Domestic demand loses momentum
As had been forecast in September, the industrial sector moved significantly off its rapid growth pace in the October to December period. Export demand was more or less in line with the high expectations of the survey participants, but the forecasts for demand in Switzerland were not met. Overall, however, about half of those polled reported an increase in orders, production and sales compared with the prior-year period. No more than one company in six reported a decrease in any of these key items. With production still expanding, industrial plants are humming along at 90% capacity utilization. The number of persons employed is also continuing to rise. With the exception of the textile industry, all sectors had more staff on the payroll at the end of 2000 than they had a year earlier. During the October to December period alone, 30% of companies increased their headcount, while only one in eight had to reduce staff numbers. The pressure on prices has eased, and sales prices mostly remained stable. On balance, the earnings situation improved at 17% of the companies surveyed.
Foreign demand eases
Bulging order books and the continued high work backlog in the final quarter of 2000 point to continued growth going forward. According to this upbeat outlook, company forecasts for the first quarter of 2001 show a clearly positive balance of "increases" over "decreases" across the full range of indicators. Although exporters are significantly less optimistic than hitherto, they are still more confident than companies focused on the Swiss market, with the latter expecting incoming orders to grow at essentially the same rate as in the prior quarter.
Sales prices are set to rise sharply due to the high rate of capacity utilization and the increasing tightness of the labour market. Nevertheless, earnings will improve only slightly, as higher personnel costs and the rising cost of raw materials will weigh on profits. With the exception of the textile and paper industries, all sectors plan to hire more personnel in the first quarter of 2001.

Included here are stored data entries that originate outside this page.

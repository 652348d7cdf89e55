//! The layer engine: owns the collection, its store and the capability
//! cache, and publishes composite snapshots.
//!
//! Every mutating operation updates the in-memory record (copy on write),
//! mirrors it into the [`LayerStore`], then calls [`LayerEngine::save`],
//! which commits the store and schedules a recompute. Recomputes run on the
//! worker pool and come back through a channel; [`LayerEngine::apply_pending`]
//! publishes the newest one on the caller's context before notifying
//! subscribers. Results older than the published snapshot are dropped.

mod collection;
mod edit;
mod visibility;

use std::sync::Arc;
use std::time::Instant;

use arc_swap::ArcSwap;
use strata_style::CapabilityCache;
use strata_worker::{GenerationClock, TaskClass};
use tokio::sync::mpsc;
use tokio::task::JoinHandle;

pub use self::visibility::{LayerFilter, QuickToggleOutcome};
use crate::composite::{self, CompositeSnapshot, CompositedLayer};
use crate::config::EngineConfig;
use crate::error::{EngineError, Result};
use crate::events::{EngineEvent, Subscribers, Subscription};
use crate::record::LayerRecord;
use crate::store::LayerStore;
use crate::warnings::{ConsistencyChecker, Viewport, Warning};

/// Where [`LayerEngine::save`] computes the next snapshot.
#[derive(Debug, Clone, Copy, PartialEq, Eq, Default)]
pub enum RecomputeMode {
	/// On the worker pool; publish with [`LayerEngine::apply_pending`].
	#[default]
	Background,
	/// Synchronously, publishing before `save` returns.
	Inline,
}

/// Cloneable read handle on the published snapshot.
#[derive(Debug, Clone)]
pub struct SnapshotReader(Arc<ArcSwap<CompositeSnapshot>>);

impl SnapshotReader {
	pub fn load(&self) -> Arc<CompositeSnapshot> {
		self.0.load_full()
	}
}

#[derive(Debug)]
struct Recomputed {
	generation: u64,
	snapshot: CompositeSnapshot,
}

pub struct LayerEngine<S> {
	config: Arc<EngineConfig>,
	store: S,
	layers: Vec<Arc<LayerRecord>>,
	cache: Arc<CapabilityCache>,
	published: Arc<ArcSwap<CompositeSnapshot>>,
	clock: GenerationClock,
	results_tx: mpsc::UnboundedSender<Recomputed>,
	results_rx: mpsc::UnboundedReceiver<Recomputed>,
	in_flight: Option<JoinHandle<()>>,
	subscribers: Subscribers,
	checker: ConsistencyChecker,
	quick_toggle_memory: Option<Vec<String>>,
	mode: RecomputeMode,
}

impl<S: LayerStore> LayerEngine<S> {
	/// Loads every committed record from `store` and publishes an initial
	/// snapshot synchronously.
	pub fn open(store: S, config: EngineConfig) -> Result<Self> {
		let layers: Vec<_> = store
			.fetch_all()
			.inspect_err(|error| tracing::warn!(%error, "store.fetch_failed"))?
			.into_iter()
			.map(Arc::new)
			.collect();
		let cache = Arc::new(CapabilityCache::new());
		let initial = composite::resolve(&layers, &config, &cache, 0);
		let mut checker = ConsistencyChecker::new(&config);
		checker.refresh(&initial, layers.len());
		let (results_tx, results_rx) = mpsc::unbounded_channel();
		tracing::debug!(layers = layers.len(), "engine.open");
		Ok(Self {
			config: Arc::new(config),
			store,
			layers,
			cache,
			published: Arc::new(ArcSwap::from_pointee(initial)),
			clock: GenerationClock::new(),
			results_tx,
			results_rx,
			in_flight: None,
			subscribers: Subscribers::default(),
			checker,
			quick_toggle_memory: None,
			mode: RecomputeMode::default(),
		})
	}

	pub fn with_recompute_mode(mut self, mode: RecomputeMode) -> Self {
		self.mode = mode;
		self
	}

	pub fn config(&self) -> &EngineConfig {
		&self.config
	}

	pub fn store(&self) -> &S {
		&self.store
	}

	pub fn cache(&self) -> &Arc<CapabilityCache> {
		&self.cache
	}

	/// Every record, in store order.
	pub fn layers(&self) -> &[Arc<LayerRecord>] {
		&self.layers
	}

	pub fn layer(&self, id: &str) -> Option<&Arc<LayerRecord>> {
		self.layers.iter().find(|record| record.id() == id)
	}

	/// The last published snapshot.
	pub fn snapshot(&self) -> Arc<CompositeSnapshot> {
		self.published.load_full()
	}

	pub fn snapshot_reader(&self) -> SnapshotReader {
		SnapshotReader(Arc::clone(&self.published))
	}

	pub fn warnings(&self) -> Arc<[Warning]> {
		Arc::clone(self.checker.warnings())
	}

	pub fn subscribe(&mut self, callback: impl FnMut(&EngineEvent) + Send + 'static) -> Subscription {
		self.subscribers.subscribe(callback)
	}

	pub fn unsubscribe(&mut self, token: Subscription) -> bool {
		self.subscribers.unsubscribe(token)
	}

	/// Drops every derived capability view.
	pub fn handle_memory_pressure(&self) {
		self.cache.clear();
	}

	/// Commits the store and schedules a recompute.
	pub fn save(&mut self) -> Result<()> {
		self.store
			.save()
			.inspect_err(|error| tracing::warn!(%error, "store.save_failed"))?;
		match self.mode {
			RecomputeMode::Inline => {
				self.recompute_now();
			}
			RecomputeMode::Background => {
				self.in_flight = Some(self.request_recompute());
			}
		}
		Ok(())
	}

	/// Resolves the current collection on the worker pool under a new
	/// generation. The result is published by [`apply_pending`](Self::apply_pending).
	pub fn request_recompute(&self) -> JoinHandle<()> {
		let generation = self.clock.next();
		let records = self.layers.clone();
		let config = Arc::clone(&self.config);
		let cache = Arc::clone(&self.cache);
		let results = self.results_tx.clone();
		tracing::debug!(layers = records.len(), generation, "composite.recompute_requested");
		strata_worker::spawn_blocking(TaskClass::CpuBlocking, move || {
			let snapshot = composite::resolve(&records, &config, &cache, generation);
			tracing::debug!(
				layers = snapshot.layers.len(),
				generation,
				"composite.recompute_finished"
			);
			if results.send(Recomputed { generation, snapshot }).is_err() {
				tracing::trace!(generation, "composite.engine_dropped");
			}
		})
	}

	/// Publishes the newest finished recompute, if it is newer than the
	/// published snapshot, and notifies subscribers.
	pub fn apply_pending(&mut self) -> Option<Arc<CompositeSnapshot>> {
		let mut newest: Option<Recomputed> = None;
		while let Ok(done) = self.results_rx.try_recv() {
			let floor = newest
				.as_ref()
				.map_or_else(|| self.published.load().version, |pending| pending.generation);
			if done.generation <= floor {
				tracing::debug!(generation = done.generation, floor, "composite.stale_dropped");
				continue;
			}
			newest = Some(done);
		}
		newest.map(|done| self.publish(done.snapshot))
	}

	/// Waits for the last scheduled recompute, then applies it.
	pub async fn settle(&mut self) -> Option<Arc<CompositeSnapshot>> {
		if let Some(handle) = self.in_flight.take()
			&& let Err(error) = handle.await
		{
			tracing::warn!(%error, "composite.recompute_failed");
		}
		self.apply_pending()
	}

	/// Resolves and publishes synchronously.
	pub fn recompute_now(&mut self) -> Arc<CompositeSnapshot> {
		let generation = self.clock.next();
		let snapshot = composite::resolve(&self.layers, &self.config, &self.cache, generation);
		self.publish(snapshot)
	}

	/// Records a viewport change; warnings follow once it settles.
	pub fn set_viewport(&mut self, viewport: Viewport, now: Instant) {
		self.checker.request_viewport(viewport, now);
	}

	/// Rechecks warnings for a settled viewport. Returns the new set if it
	/// changed.
	pub fn poll_warnings(&mut self, now: Instant) -> Option<Arc<[Warning]>> {
		let snapshot = self.published.load_full();
		let changed = self.checker.poll(&snapshot, self.layers.len(), now)?;
		self.subscribers.emit(&EngineEvent::WarningsChanged(Arc::clone(&changed)));
		Some(changed)
	}

	fn publish(&mut self, snapshot: CompositeSnapshot) -> Arc<CompositeSnapshot> {
		let snapshot = Arc::new(snapshot);
		self.published.store(Arc::clone(&snapshot));
		tracing::debug!(version = snapshot.version, layers = snapshot.layers.len(), "composite.published");
		self.subscribers.emit(&EngineEvent::SnapshotChanged(Arc::clone(&snapshot)));
		if let Some(warnings) = self.checker.refresh(&snapshot, self.layers.len()) {
			self.subscribers.emit(&EngineEvent::WarningsChanged(warnings));
		}
		snapshot
	}

	fn index_of(&self, id: &str) -> Option<usize> {
		self.layers.iter().position(|record| record.id() == id)
	}

	fn require(&self, id: &str) -> Result<usize> {
		self.index_of(id).ok_or_else(|| EngineError::UnknownLayer(id.to_owned()))
	}

	fn classify(&self, index: usize) -> CompositedLayer {
		composite::classify(Arc::clone(&self.layers[index]), &self.config, &self.cache)
	}

	/// Records selected by `keep`, in render order.
	fn sorted_where(&self, keep: impl Fn(&LayerRecord) -> bool) -> Vec<CompositedLayer> {
		let mut selected: Vec<_> = (0..self.layers.len())
			.filter(|&index| keep(&self.layers[index]))
			.map(|index| self.classify(index))
			.collect();
		selected.sort_by(composite::compare);
		selected
	}

	/// Applies `edit` to a copy of the record at `index`, mirrors it into the
	/// store and swaps it in.
	fn modify(&mut self, index: usize, edit: impl FnOnce(&mut LayerRecord)) -> Result<Arc<LayerRecord>> {
		let mut record = LayerRecord::clone(&self.layers[index]);
		edit(&mut record);
		self.replace(index, record)
	}

	fn replace(&mut self, index: usize, record: LayerRecord) -> Result<Arc<LayerRecord>> {
		let previous_id = self.layers[index].id().to_owned();
		self.store
			.update(&previous_id, &record)
			.inspect_err(|error| tracing::warn!(%error, id = previous_id.as_str(), "store.update_failed"))?;
		let record = Arc::new(record);
		self.layers[index] = Arc::clone(&record);
		Ok(record)
	}
}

Highly diversified picture across sectors
With the exception of chemicals/pharmaceuticals, watchmaking, and timber & furniture, all sectors experienced a distinct slowdown in business growth in the final months of 2000. Bringing up the rear on a cross-sector comparison were once again the industrial sectors of textiles and paper. Alone amongst the sectors, paper reported business down compared to the prior year. For the first quarter of this year, textile manufacturers are forecasting orders, production and sales to be below average, while the paper industry is expecting demand to pick up. Scepticism is being voiced in the metals and electrical engineering sectors, which are predicting a downturn in foreign demand. The export-oriented sectors of watchmaking and chemicals/pharmaceuticals are still the most confident. In addition, a relatively dynamic trend is expected in the food, paper, and construction sectors, all of which are focused chiefly on the Swiss market.